The reasons are complex, but the root cause seems to be the overall weight increase in Indian population. “The average girl's weight at the first pregnancy visit has gone up by about 10 kilos, compared to even a decade ago,” says Dr. Gita. “Genetically, we're small-made and manage with small amounts of food. Our body, long used to starvation, is programmed to hold on to the consumed calories. It doesn't know how to process excess food. And we tend to overeat. We reach for fat/sodium-rich readymade food, while our physical activity is down dramatically — thank gadgets, elevators, vehicles and our desk(top) jobs.
“Previous generations were active throughout pregnancy,” says Dr. Usha. “Now we spend most of the time indoors. Having a maid is a marker for being obese.” Earlier, girls were underfed and anaemic, so pampering with better food was needed in pregnancy. Now, women have pregnancies later in life, start out heavier and tend to put on more weight than is safe. Unable to handle food overload, we develop diabetes.
The cards are stacked against us. Most now-gen young women have a strong family history of diabetes. If one parent has diabetes, we are at 40 per cent risk for it; if both parents are diabetic, the risk is 80 per cent. If you're pregnant and diabetic, the growing foetus is exposed to a huge glucose load. It will respond by producing insulin. Insulin makes the baby fat, necessitating a caesarean section. A fat baby has potential for childhood obesity, which in turn leads to diabetes.

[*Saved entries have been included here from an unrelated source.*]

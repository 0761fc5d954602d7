//! Extractor core: pure state machine and view-model helpers.
mod download;
mod effect;
mod msg;
mod notification;
mod selection;
mod state;
mod transfer;
mod update;
mod view_model;

pub use download::{CleanupController, DownloadController, ARTIFACT_FILENAME};
pub use effect::{Effect, UploadFile};
pub use msg::{Msg, SelectionSource, ServiceFailure};
pub use notification::{
    Notification, NotificationCenter, NotificationId, NotificationKind, NOTIFICATION_TTL,
};
pub use selection::{
    validate, Admission, CandidateId, FileCandidate, Rejection, SelectedFile, SelectionStore,
    ACCEPTED_MIME_TYPE, MAX_FILE_BYTES,
};
pub use state::AppState;
pub use transfer::{RequestId, TransferController, TransferOutcome, TransferPhase};
pub use update::update;
pub use view_model::{AppViewModel, FileRowView, NotificationView, ProgressView};
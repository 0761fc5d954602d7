use std::path::PathBuf;

use clap::{Parser, ValueEnum};
use extractor_logging::LogDestination;

#[derive(Debug, Parser, Clone, Default)]
#[command(
    name = "pdf-extractor",
    version,
    about = "Submit batches of PDFs to the extraction service and fetch the spreadsheet"
)]
pub struct Cli {
    /// Base URL of the extraction service
    #[arg(long)]
    pub base_url: Option<String>,

    /// Directory the downloaded spreadsheet is saved into
    #[arg(long)]
    pub output_dir: Option<PathBuf>,

    /// Configuration file (RON). Defaults to ./pdf_extractor.ron when present
    #[arg(long)]
    pub config: Option<PathBuf>,

    /// Give up on a request after this many seconds (waits forever by default)
    #[arg(long, value_name = "SECS")]
    pub request_timeout: Option<u64>,

    /// Give up connecting after this many seconds (waits forever by default)
    #[arg(long, value_name = "SECS")]
    pub connect_timeout: Option<u64>,

    /// Where log output goes
    #[arg(long, value_enum)]
    pub log: Option<LogTarget>,

    /// Log at debug level
    #[arg(short, long)]
    pub verbose: bool,

    /// Submit FILES, wait for the result and exit instead of starting the shell
    #[arg(long)]
    pub run: bool,

    /// With --run: download the spreadsheet after a successful submission
    #[arg(long, requires = "run")]
    pub download: bool,

    /// Files to select at startup
    pub files: Vec<PathBuf>,
}

#[derive(Debug, Clone, Copy, PartialEq, Eq, ValueEnum)]
pub enum LogTarget {
    File,
    Terminal,
    Both,
}

impl From<LogTarget> for LogDestination {
    fn from(target: LogTarget) -> Self {
        match target {
            LogTarget::File => LogDestination::File,
            LogTarget::Terminal => LogDestination::Terminal,
            LogTarget::Both => LogDestination::Both,
        }
    }
}

#[cfg(test)]
mod tests {
    use super::*;

    #[test]
    fn parses_one_shot_invocation() {
        let cli = Cli::try_parse_from([
            "pdf-extractor",
            "--run",
            "--download",
            "--base-url",
            "http://host:8080",
            "a.pdf",
            "b.pdf",
        ])
        .unwrap();
        assert!(cli.run);
        assert!(cli.download);
        assert_eq!(cli.base_url.as_deref(), Some("http://host:8080"));
        assert_eq!(cli.files, vec![PathBuf::from("a.pdf"), PathBuf::from("b.pdf")]);
    }

    #[test]
    fn download_requires_run() {
        assert!(Cli::try_parse_from(["pdf-extractor", "--download"]).is_err());
    }

    #[test]
    fn log_target_maps_to_destination() {
        let cli = Cli::try_parse_from(["pdf-extractor", "--log", "both"]).unwrap();
        assert_eq!(cli.log.map(LogDestination::from), Some(LogDestination::Both));
    }
}
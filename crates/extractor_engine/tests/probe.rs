use std::fs;

use extractor_engine::{probe_file, ProbeError, PDF_MIME_TYPE, UNKNOWN_MIME_TYPE};
use tempfile::TempDir;

#[test]
fn pdf_is_detected_from_content() {
    let temp = TempDir::new().unwrap();
    let path = temp.path().join("report.PDF");
    fs::write(&path, b"%PDF-1.7\n...").unwrap();

    let probed = probe_file(&path).unwrap();
    assert_eq!(probed.name, "report.PDF");
    assert_eq!(probed.byte_size, 12);
    assert_eq!(probed.mime_type, PDF_MIME_TYPE);
    assert_eq!(probed.path, path);
}

#[test]
fn renamed_non_pdf_is_not_a_pdf() {
    let temp = TempDir::new().unwrap();
    let path = temp.path().join("fake.pdf");
    fs::write(&path, b"hello world").unwrap();

    assert_eq!(probe_file(&path).unwrap().mime_type, UNKNOWN_MIME_TYPE);
}

#[test]
fn empty_file_is_unknown() {
    let temp = TempDir::new().unwrap();
    let path = temp.path().join("empty.pdf");
    fs::write(&path, b"").unwrap();

    let probed = probe_file(&path).unwrap();
    assert_eq!(probed.byte_size, 0);
    assert_eq!(probed.mime_type, UNKNOWN_MIME_TYPE);
}

#[test]
fn missing_file_and_directory_are_errors() {
    let temp = TempDir::new().unwrap();

    let missing = probe_file(&temp.path().join("missing.pdf")).unwrap_err();
    assert!(matches!(missing, ProbeError::NotFound));
    assert_eq!(missing.to_string(), "No such file");

    let dir = probe_file(temp.path()).unwrap_err();
    assert!(matches!(dir, ProbeError::NotAFile));
}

If alarming rates of GDM are a healthcare burden and unchecked GDM puts the baby at risk, shouldn't prevention be our first thought? Dr. Gita and Dr. Usha want young women educated on GDM prevention. “Make weight control your life mission,” they say. Walk briskly for 45 minutes daily, do aerobics, eat healthy. “Most women are aware that it is essential to start taking folic acid well before pregnancy to prevent certain abnormalities in the baby. Similarly, Indian women should check for diabetes before starting a family,” says Dr. Usha.

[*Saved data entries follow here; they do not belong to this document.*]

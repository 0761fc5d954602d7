use std::fs;
use std::io::{self, Read};
use std::path::{Path, PathBuf};

use thiserror::Error;

pub const PDF_MIME_TYPE: &str = "application/pdf";
pub const UNKNOWN_MIME_TYPE: &str = "application/octet-stream";

/// What the shell knows about a local file before admission.
#[derive(Debug, Clone, PartialEq, Eq)]
pub struct ProbedFile {
    pub name: String,
    pub byte_size: u64,
    pub mime_type: String,
    pub path: PathBuf,
}

#[derive(Debug, Error)]
pub enum ProbeError {
    #[error("No such file")]
    NotFound,
    #[error("Permission denied")]
    PermissionDenied,
    #[error("Not a regular file")]
    NotAFile,
    #[error("{0}")]
    Io(io::Error),
}

impl From<io::Error> for ProbeError {
    fn from(err: io::Error) -> Self {
        match err.kind() {
            io::ErrorKind::NotFound => ProbeError::NotFound,
            io::ErrorKind::PermissionDenied => ProbeError::PermissionDenied,
            _ => ProbeError::Io(err),
        }
    }
}

/// Reads size and content type of `path`.
///
/// The type comes from the leading bytes, not the extension.
pub fn probe_file(path: &Path) -> Result<ProbedFile, ProbeError> {
    let meta = fs::metadata(path)?;
    if !meta.is_file() {
        return Err(ProbeError::NotAFile);
    }

    let mut head = [0u8; 4];
    let mut file = fs::File::open(path)?;
    let read = read_head(&mut file, &mut head)?;

    Ok(ProbedFile {
        name: display_name(path),
        byte_size: meta.len(),
        mime_type: sniff_mime_type(&head[..read]).to_string(),
        path: path.to_path_buf(),
    })
}

/// Final path component, or the whole path if there is none.
pub fn display_name(path: &Path) -> String {
    path.file_name()
        .map(|name| name.to_string_lossy().into_owned())
        .unwrap_or_else(|| path.display().to_string())
}

pub fn sniff_mime_type(head: &[u8]) -> &'static str {
    if head.starts_with(b"%PDF") {
        PDF_MIME_TYPE
    } else {
        UNKNOWN_MIME_TYPE
    }
}

fn read_head(file: &mut fs::File, buf: &mut [u8]) -> io::Result<usize> {
    let mut filled = 0;
    while filled < buf.len() {
        match file.read(&mut buf[filled..])? {
            0 => break,
            n => filled += n,
        }
    }
    Ok(filled)
}
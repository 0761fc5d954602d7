//! Extractor engine: conversion service client and effect execution.
mod engine;
mod expiry;
mod persist;
mod probe;
mod service;
mod types;

pub use engine::EngineHandle;
pub use expiry::ExpiryTimer;
pub use persist::{ensure_output_dir, ArtifactWriter, PersistError};
pub use probe::{
    display_name, probe_file, sniff_mime_type, ProbeError, ProbedFile, PDF_MIME_TYPE,
    UNKNOWN_MIME_TYPE,
};
pub use service::{
    ChannelProgressSink, ConversionService, ProgressSink, ReqwestService, ServiceSettings,
    UPLOAD_FIELD,
};
pub use types::{
    EngineEvent, FailureKind, NotificationId, RequestId, ServiceError, UploadFile,
};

“Share your family history of diabetes with your obstetrician,” says Dr. Gita. What happens if you are found to have diabetes in pregnancy? You will be put on a diabetic diet and an exercise regimen, based on your weight. Controlling diabetes boils down to controlling calories. Have three balanced meals with two snacks in between — that's enough calories to keep your sugar levels stable. “If you have GDM, you get medical nutrition therapy tailored to your lifestyle, weight, and eating habits. If this does not get sugar levels under control, the endocrinologist will administer insulin,” says Dr. Usha. “You know, a diabetic diet is the healthiest diet, even for non-diabetics,” adds Dr. Gita.

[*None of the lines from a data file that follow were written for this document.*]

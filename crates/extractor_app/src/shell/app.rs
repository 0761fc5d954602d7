use std::collections::VecDeque;
use std::io::Write;

use anyhow::{bail, Context, Result};
use extractor_core::{update, AppState, AppViewModel, Msg, NotificationKind, SelectionSource};
use extractor_engine::{ensure_output_dir, ArtifactWriter, EngineHandle};
use extractor_logging::{extractor_debug, extractor_info};
use tokio::io::{AsyncBufReadExt, BufReader};

use super::cli::Cli;
use super::config::ClientConfig;
use super::effects::{select_paths, EffectRunner};
use super::ui::commands::{parse_command, Command, RemoveTarget, HELP_TEXT};
use super::ui::render::{render, render_list, render_status, OutputLine};

/// Runs the shell (or the one-shot script with `--run`). Returns `false`
/// when an error notification was shown during a one-shot run.
pub async fn run(cli: Cli, config: ClientConfig) -> Result<bool> {
    ensure_output_dir(&config.output_dir)
        .with_context(|| format!("output directory {}", config.output_dir.display()))?;
    let engine = EngineHandle::new(config.service_settings())
        .context("failed to set up the service client")?;
    let runner = EffectRunner::new(engine, ArtifactWriter::new(config.output_dir.clone()));
    extractor_info!(
        "Client started base_url={} output_dir={:?}",
        config.base_url,
        config.output_dir
    );

    let mut shell = Shell::new(runner);
    if cli.run {
        if cli.files.is_empty() {
            bail!("--run needs at least one file");
        }
        let mut script = vec![Command::Add(cli.files.clone()), Command::Submit];
        if cli.download {
            script.push(Command::Download);
        }
        return Ok(shell.run_script(script).await);
    }

    if !cli.files.is_empty() {
        shell.execute(Command::Add(cli.files.clone()));
    }
    shell.run_interactive().await?;
    Ok(true)
}

struct Shell {
    state: AppState,
    last_view: AppViewModel,
    runner: EffectRunner,
    errors_shown: usize,
}

impl Shell {
    fn new(runner: EffectRunner) -> Self {
        let state = AppState::new();
        let last_view = state.view();
        Self {
            state,
            last_view,
            runner,
            errors_shown: 0,
        }
    }

    async fn run_interactive(&mut self) -> Result<()> {
        print_lines(&[OutputLine::Out(
            "Type `help` for commands, `quit` to leave.".to_string(),
        )]);
        let mut input = BufReader::new(tokio::io::stdin()).lines();
        prompt();

        loop {
            tokio::select! {
                line = input.next_line() => {
                    let Some(line) = line.context("failed to read input")? else {
                        extractor_debug!("Input closed");
                        return Ok(());
                    };
                    match parse_command(&line) {
                        Ok(Some(Command::Quit)) => return Ok(()),
                        Ok(Some(command)) => self.execute(command),
                        Ok(None) => {}
                        Err(problem) => print_lines(&[OutputLine::Err(problem)]),
                    }
                    prompt();
                }
                msg = self.runner.next_msg() => match msg {
                    Some(msg) => self.dispatch(msg),
                    None => return Ok(()),
                },
            }
        }
    }

    /// Executes `script` one command at a time, waiting for every remote
    /// call to settle before the next command.
    async fn run_script(&mut self, script: Vec<Command>) -> bool {
        let mut script = VecDeque::from(script);
        loop {
            while self.is_settled() {
                match script.pop_front() {
                    Some(command) => self.execute(command),
                    None => return self.errors_shown == 0,
                }
            }
            match self.runner.next_msg().await {
                Some(msg) => self.dispatch(msg),
                None => return false,
            }
        }
    }

    fn is_settled(&self) -> bool {
        self.state.transfer().is_idle()
            && !self.state.download().is_busy()
            && !self.state.cleanup().is_busy()
    }

    fn execute(&mut self, command: Command) {
        match command {
            Command::Add(paths) => {
                for msg in select_paths(&paths, SelectionSource::Picker) {
                    self.dispatch(msg);
                }
            }
            Command::Drop(paths) => {
                for msg in select_paths(&paths, SelectionSource::Drop) {
                    self.dispatch(msg);
                }
            }
            Command::Remove(RemoveTarget::Id(id)) => self.dispatch(Msg::RemoveClicked { id }),
            Command::Remove(RemoveTarget::Name(name)) => self.dispatch(Msg::RemoveNamed { name }),
            Command::List => print_lines(&render_list(&self.state.view())),
            Command::Submit => self.dispatch(Msg::SubmitClicked),
            Command::Download => self.dispatch(Msg::DownloadClicked),
            Command::Cleanup => self.dispatch(Msg::CleanupClicked),
            Command::Status => print_lines(&[render_status(&self.state.view())]),
            Command::Help => print_lines(&[OutputLine::Out(HELP_TEXT.to_string())]),
            Command::Quit => {}
        }
    }

    fn dispatch(&mut self, msg: Msg) {
        let mut queue = VecDeque::from([msg]);
        while let Some(msg) = queue.pop_front() {
            let state = std::mem::take(&mut self.state);
            let (mut state, effects) = update(state, msg);
            let was_dirty = state.consume_dirty();
            self.state = state;

            let report = self.runner.run(effects);
            queue.extend(report.messages);
            for path in report.saved {
                print_lines(&[OutputLine::Out(format!("Saved {}", path.display()))]);
            }

            if was_dirty {
                self.render();
            }
        }
    }

    fn render(&mut self) {
        let next = self.state.view();
        if let (Some(old), None) = (&self.last_view.notification, &next.notification) {
            extractor_debug!("Notification {} cleared", old.id);
        }
        if let Some(note) = &next.notification {
            let is_new = self
                .last_view
                .notification
                .as_ref()
                .map_or(true, |old| old.id != note.id);
            if is_new && note.kind == NotificationKind::Error {
                self.errors_shown += 1;
            }
        }
        let stamp = chrono::Local::now().format("%H:%M:%S").to_string();
        print_lines(&render(&self.last_view, &next, &stamp));
        self.last_view = next;
    }
}

fn print_lines(lines: &[OutputLine]) {
    let mut stdout = std::io::stdout().lock();
    let mut stderr = std::io::stderr().lock();
    for line in lines {
        let _ = match line {
            OutputLine::Out(text) => writeln!(stdout, "{text}"),
            OutputLine::Err(text) => writeln!(stderr, "{text}"),
        };
    }
}

fn prompt() {
    let mut stdout = std::io::stdout().lock();
    let _ = write!(stdout, "> ");
    let _ = stdout.flush();
}

#[cfg(test)]
mod tests {
    use super::*;
    use std::fs;
    use std::path::{Path, PathBuf};
    use std::sync::{Arc, Mutex};

    use bytes::Bytes;
    use extractor_engine::{
        ConversionService, EngineEvent, FailureKind, ProgressSink, RequestId, ServiceError,
        UploadFile,
    };
    use tempfile::TempDir;

    #[derive(Default)]
    struct FakeService {
        reject_with: Option<String>,
        calls: Mutex<Vec<&'static str>>,
    }

    impl FakeService {
        fn calls(&self) -> Vec<&'static str> {
            self.calls.lock().unwrap().clone()
        }
    }

    #[async_trait::async_trait]
    impl ConversionService for FakeService {
        async fn process(
            &self,
            request: RequestId,
            _files: &[UploadFile],
            sink: &dyn ProgressSink,
        ) -> Result<(), ServiceError> {
            sink.emit(EngineEvent::UploadStarted { request });
            tokio::task::yield_now().await;
            self.calls.lock().unwrap().push("process");
            match &self.reject_with {
                Some(text) => Err(ServiceError {
                    kind: FailureKind::Rejected { status: 500 },
                    message: "request failed with status 500".to_string(),
                    server_message: Some(text.clone()),
                }),
                None => Ok(()),
            }
        }

        async fn download(&self) -> Result<Bytes, ServiceError> {
            self.calls.lock().unwrap().push("download");
            Ok(Bytes::from_static(b"PK\x03\x04"))
        }

        async fn cleanup(&self) -> Result<(), ServiceError> {
            self.calls.lock().unwrap().push("cleanup");
            Ok(())
        }
    }

    fn shell_with(service: Arc<FakeService>, output: &Path) -> Shell {
        let runner = EffectRunner::new(
            EngineHandle::with_service(service),
            ArtifactWriter::new(output.to_path_buf()),
        );
        Shell::new(runner)
    }

    fn write_file(dir: &Path, name: &str, content: &[u8]) -> PathBuf {
        let path = dir.join(name);
        fs::write(&path, content).unwrap();
        path
    }

    fn one_shot(files: Vec<PathBuf>) -> Vec<Command> {
        vec![Command::Add(files), Command::Submit, Command::Download]
    }

    #[tokio::test]
    async fn successful_run_downloads_after_submit_settles() {
        let temp = TempDir::new().unwrap();
        let pdf = write_file(temp.path(), "a.pdf", b"%PDF-1.7");
        let service = Arc::new(FakeService::default());
        let mut shell = shell_with(service.clone(), temp.path());

        assert!(shell.run_script(one_shot(vec![pdf])).await);

        assert_eq!(service.calls(), vec!["process", "download"]);
        assert_eq!(
            fs::read(temp.path().join("extracted_data.xlsx")).unwrap(),
            b"PK\x03\x04"
        );
        assert!(shell.state.selection().is_empty());
        assert_eq!(shell.errors_shown, 0);
        assert_eq!(
            shell.last_view.notification.as_ref().map(|n| n.text.as_str()),
            Some("File downloaded successfully!")
        );
    }

    #[tokio::test]
    async fn server_rejection_fails_the_run_and_skips_download() {
        let temp = TempDir::new().unwrap();
        let pdf = write_file(temp.path(), "c.pdf", b"%PDF-1.4");
        let service = Arc::new(FakeService {
            reject_with: Some("bad scan".to_string()),
            ..FakeService::default()
        });
        let mut shell = shell_with(service.clone(), temp.path());

        assert!(!shell.run_script(one_shot(vec![pdf])).await);

        assert_eq!(service.calls(), vec!["process"]);
        assert_eq!(shell.state.selection().len(), 1);
        assert!(!temp.path().join("extracted_data.xlsx").exists());
        assert_eq!(
            shell.last_view.notification.as_ref().map(|n| n.text.as_str()),
            Some("bad scan")
        );
    }

    #[tokio::test]
    async fn fully_rejected_batch_fails_without_a_request() {
        let temp = TempDir::new().unwrap();
        let text = write_file(temp.path(), "notes.pdf", b"just text");
        let service = Arc::new(FakeService::default());
        let mut shell = shell_with(service.clone(), temp.path());

        assert!(!shell.run_script(one_shot(vec![text])).await);

        assert!(service.calls().is_empty());
        assert_eq!(shell.errors_shown, 1);
    }

    #[tokio::test]
    async fn every_rejection_in_a_batch_is_counted() {
        let temp = TempDir::new().unwrap();
        let first = write_file(temp.path(), "one.pdf", b"not a pdf");
        let second = write_file(temp.path(), "two.pdf", b"nor this");
        let missing = temp.path().join("gone.pdf");
        let good = write_file(temp.path(), "good.pdf", b"%PDF-1.5");
        let service = Arc::new(FakeService::default());
        let mut shell = shell_with(service.clone(), temp.path());

        shell.execute(Command::Add(vec![first, second, missing, good]));

        assert_eq!(shell.errors_shown, 3);
        assert_eq!(shell.state.selection().len(), 1);
    }

    #[tokio::test]
    async fn expiry_clears_the_rendered_notification() {
        let temp = TempDir::new().unwrap();
        let text = write_file(temp.path(), "notes.pdf", b"just text");
        let mut shell = shell_with(Arc::new(FakeService::default()), temp.path());

        shell.execute(Command::Add(vec![text]));
        let id = shell.last_view.notification.as_ref().map(|n| n.id).unwrap();

        shell.dispatch(Msg::NotificationExpired { id });
        assert!(shell.last_view.notification.is_none());
        assert_eq!(shell.errors_shown, 1);
    }
}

Sugar levels usually get back to normal after the delivery, but “once you've been diagnosed with GDM, never let the risk of diabetes go off your radar,” say the doctors. “Continue with a balanced diet and exercise. Incorporate these into your daily life.”
Genetically the gun is loaded for Indian women to develop GDM but we can try to prevent the trigger from being pulled.